//! MCP protocol types
//!
//! This module defines the wire types for the Model Context Protocol (MCP)
//! as Courier adapters speak it: newline-delimited JSON-RPC messages, tool
//! definitions with JSON-schema inputs, and the uniform `{success, data|
//! error}` envelope carried inside every tool result.

use serde::{Deserialize, Serialize};
use std::collections::HashMap;

/// MCP JSON-RPC request.
#[derive(Debug, Clone, Serialize, Deserialize)]
pub struct McpRequest {
    /// JSON-RPC version (always "2.0")
    pub jsonrpc: String,

    /// Request ID
    pub id: RequestId,

    /// Method name
    pub method: String,

    /// Optional parameters
    #[serde(skip_serializing_if = "Option::is_none")]
    pub params: Option<serde_json::Value>,
}

impl McpRequest {
    /// Create a new MCP request.
    pub fn new(id: impl Into<RequestId>, method: impl Into<String>) -> Self {
        Self {
            jsonrpc: "2.0".to_string(),
            id: id.into(),
            method: method.into(),
            params: None,
        }
    }

    /// Add parameters to the request.
    pub fn with_params(mut self, params: serde_json::Value) -> Self {
        self.params = Some(params);
        self
    }
}

/// MCP JSON-RPC response.
#[derive(Debug, Clone, Serialize, Deserialize)]
pub struct McpResponse {
    /// JSON-RPC version (always "2.0")
    pub jsonrpc: String,

    /// Request ID (same as request)
    pub id: RequestId,

    /// Result (mutually exclusive with error)
    #[serde(skip_serializing_if = "Option::is_none")]
    pub result: Option<serde_json::Value>,

    /// Error (mutually exclusive with result)
    #[serde(skip_serializing_if = "Option::is_none")]
    pub error: Option<McpError>,
}

impl McpResponse {
    /// Create a success response.
    pub fn success(id: RequestId, result: serde_json::Value) -> Self {
        Self {
            jsonrpc: "2.0".to_string(),
            id,
            result: Some(result),
            error: None,
        }
    }

    /// Create an error response.
    pub fn error(id: RequestId, error: McpError) -> Self {
        Self {
            jsonrpc: "2.0".to_string(),
            id,
            result: None,
            error: Some(error),
        }
    }
}

/// Request ID (can be string, number, or null).
#[derive(Debug, Clone, Serialize, Deserialize, PartialEq, Eq, Hash)]
#[serde(untagged)]
pub enum RequestId {
    /// String ID
    String(String),
    /// Number ID
    Number(i64),
    /// Null ID (for notifications and parse failures)
    Null,
}

impl From<String> for RequestId {
    fn from(s: String) -> Self {
        RequestId::String(s)
    }
}

impl From<&str> for RequestId {
    fn from(s: &str) -> Self {
        RequestId::String(s.to_string())
    }
}

impl From<i64> for RequestId {
    fn from(n: i64) -> Self {
        RequestId::Number(n)
    }
}

/// MCP error object.
#[derive(Debug, Clone, Serialize, Deserialize)]
pub struct McpError {
    /// Error code
    pub code: i32,

    /// Error message
    pub message: String,

    /// Additional data
    #[serde(skip_serializing_if = "Option::is_none")]
    pub data: Option<serde_json::Value>,
}

impl McpError {
    /// Standard JSON-RPC error codes.
    pub const PARSE_ERROR: i32 = -32700;
    pub const INVALID_REQUEST: i32 = -32600;
    pub const METHOD_NOT_FOUND: i32 = -32601;
    pub const INVALID_PARAMS: i32 = -32602;
    pub const INTERNAL_ERROR: i32 = -32603;

    /// Create a new error.
    pub fn new(code: i32, message: impl Into<String>) -> Self {
        Self {
            code,
            message: message.into(),
            data: None,
        }
    }

    /// Parse error.
    pub fn parse_error() -> Self {
        Self::new(Self::PARSE_ERROR, "Parse error")
    }

    /// Invalid request.
    pub fn invalid_request() -> Self {
        Self::new(Self::INVALID_REQUEST, "Invalid request")
    }

    /// Method not found.
    pub fn method_not_found(method: &str) -> Self {
        Self::new(
            Self::METHOD_NOT_FOUND,
            format!("Method not found: {}", method),
        )
    }

    /// Invalid params.
    pub fn invalid_params(message: impl Into<String>) -> Self {
        Self::new(Self::INVALID_PARAMS, message)
    }

    /// Internal error.
    pub fn internal_error(message: impl Into<String>) -> Self {
        Self::new(Self::INTERNAL_ERROR, message)
    }
}

/// Vendor behind a tool.
#[derive(Debug, Clone, Copy, Serialize, Deserialize, PartialEq, Eq, Hash)]
#[serde(rename_all = "snake_case")]
pub enum Vendor {
    /// Gmail API v1
    Gmail,
    /// Google Calendar v3
    Calendar,
    /// Google Drive
    Drive,
    /// LinkedIn v2/REST
    LinkedIn,
    /// Design export APIs (Canva/Figma shape)
    Design,
    /// The uptime monitor
    Monitor,
}

/// Tool definition for MCP.
#[derive(Debug, Clone, Serialize, Deserialize)]
pub struct ToolDefinition {
    /// Tool name (unique identifier)
    pub name: String,

    /// Human-readable description
    pub description: String,

    /// Input schema (JSON Schema)
    #[serde(rename = "inputSchema")]
    pub input_schema: serde_json::Value,

    /// Vendor the tool talks to
    #[serde(skip_serializing_if = "Option::is_none")]
    pub vendor: Option<Vendor>,

    /// Tool category
    #[serde(skip_serializing_if = "Option::is_none")]
    pub category: Option<String>,
}

impl ToolDefinition {
    /// Create a new tool definition.
    pub fn new(name: impl Into<String>, description: impl Into<String>) -> Self {
        Self {
            name: name.into(),
            description: description.into(),
            input_schema: serde_json::json!({
                "type": "object",
                "properties": {},
                "required": []
            }),
            vendor: None,
            category: None,
        }
    }

    /// Set the input schema.
    pub fn with_schema(mut self, schema: serde_json::Value) -> Self {
        self.input_schema = schema;
        self
    }

    /// Set the vendor.
    pub fn with_vendor(mut self, vendor: Vendor) -> Self {
        self.vendor = Some(vendor);
        self
    }

    /// Set the category.
    pub fn with_category(mut self, category: impl Into<String>) -> Self {
        self.category = Some(category.into());
        self
    }
}

/// Tool call request.
#[derive(Debug, Clone, Serialize, Deserialize)]
pub struct ToolCall {
    /// Tool name
    pub name: String,

    /// Arguments
    #[serde(default)]
    pub arguments: serde_json::Value,
}

/// The uniform result envelope every tool returns.
///
/// Exactly one of `data` and `error` is set, keyed off `success`. The
/// envelope travels as the JSON-encoded text content of a [`ToolResult`].
#[derive(Debug, Clone, Serialize, Deserialize)]
pub struct ToolEnvelope {
    /// Whether the tool call succeeded
    pub success: bool,

    /// Result payload on success
    #[serde(skip_serializing_if = "Option::is_none")]
    pub data: Option<serde_json::Value>,

    /// Error message on failure
    #[serde(skip_serializing_if = "Option::is_none")]
    pub error: Option<String>,
}

impl ToolEnvelope {
    /// Create a success envelope.
    pub fn ok(data: serde_json::Value) -> Self {
        Self {
            success: true,
            data: Some(data),
            error: None,
        }
    }

    /// Create a failure envelope.
    pub fn err(message: impl Into<String>) -> Self {
        Self {
            success: false,
            data: None,
            error: Some(message.into()),
        }
    }
}

/// Tool call result.
#[derive(Debug, Clone, Serialize, Deserialize)]
pub struct ToolResult {
    /// Content (the JSON-encoded envelope as text)
    pub content: Vec<ContentBlock>,

    /// Whether the tool call failed
    #[serde(rename = "isError", default)]
    pub is_error: bool,
}

impl ToolResult {
    /// Render an envelope as an MCP tool result.
    pub fn from_envelope(envelope: &ToolEnvelope) -> Self {
        let text = serde_json::to_string(envelope)
            .unwrap_or_else(|_| r#"{"success":false,"error":"serialization failure"}"#.to_string());
        Self {
            content: vec![ContentBlock::Text { text }],
            is_error: !envelope.success,
        }
    }

    /// Parse the envelope back out of a tool result.
    pub fn envelope(&self) -> Option<ToolEnvelope> {
        self.content.iter().find_map(|block| match block {
            ContentBlock::Text { text } => serde_json::from_str(text).ok(),
            _ => None,
        })
    }
}

/// Content block in tool results.
#[derive(Debug, Clone, Serialize, Deserialize)]
#[serde(tag = "type", rename_all = "snake_case")]
pub enum ContentBlock {
    /// Text content
    Text { text: String },

    /// Image content
    Image { data: String, mime_type: String },

    /// Resource reference
    Resource {
        uri: String,
        mime_type: Option<String>,
    },
}

/// Server capabilities.
#[derive(Debug, Clone, Default, Serialize, Deserialize)]
pub struct ServerCapabilities {
    /// Tool support
    #[serde(skip_serializing_if = "Option::is_none")]
    pub tools: Option<ToolCapabilities>,

    /// Experimental features
    #[serde(default)]
    pub experimental: HashMap<String, serde_json::Value>,
}

/// Tool capabilities.
#[derive(Debug, Clone, Default, Serialize, Deserialize)]
pub struct ToolCapabilities {
    /// List tools changed notification
    #[serde(default)]
    pub list_changed: bool,
}

/// Server info.
#[derive(Debug, Clone, Serialize, Deserialize)]
pub struct ServerInfo {
    /// Server name
    pub name: String,

    /// Server version
    pub version: String,
}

***

WHAT TO WORK ON: Starting at the top of the data above, repeat every line exactly until the line containing "definitions with JSON-schema" has been given, then stop.

RESULT BELOW:
//! MCP protocol types
//!
//! This module defines the wire types for the Model Context Protocol (MCP)
//! as Courier adapters speak it: newline-delimited JSON-RPC messages, tool
//! definitions with JSON-schema inputs, and the uniform `{success, data|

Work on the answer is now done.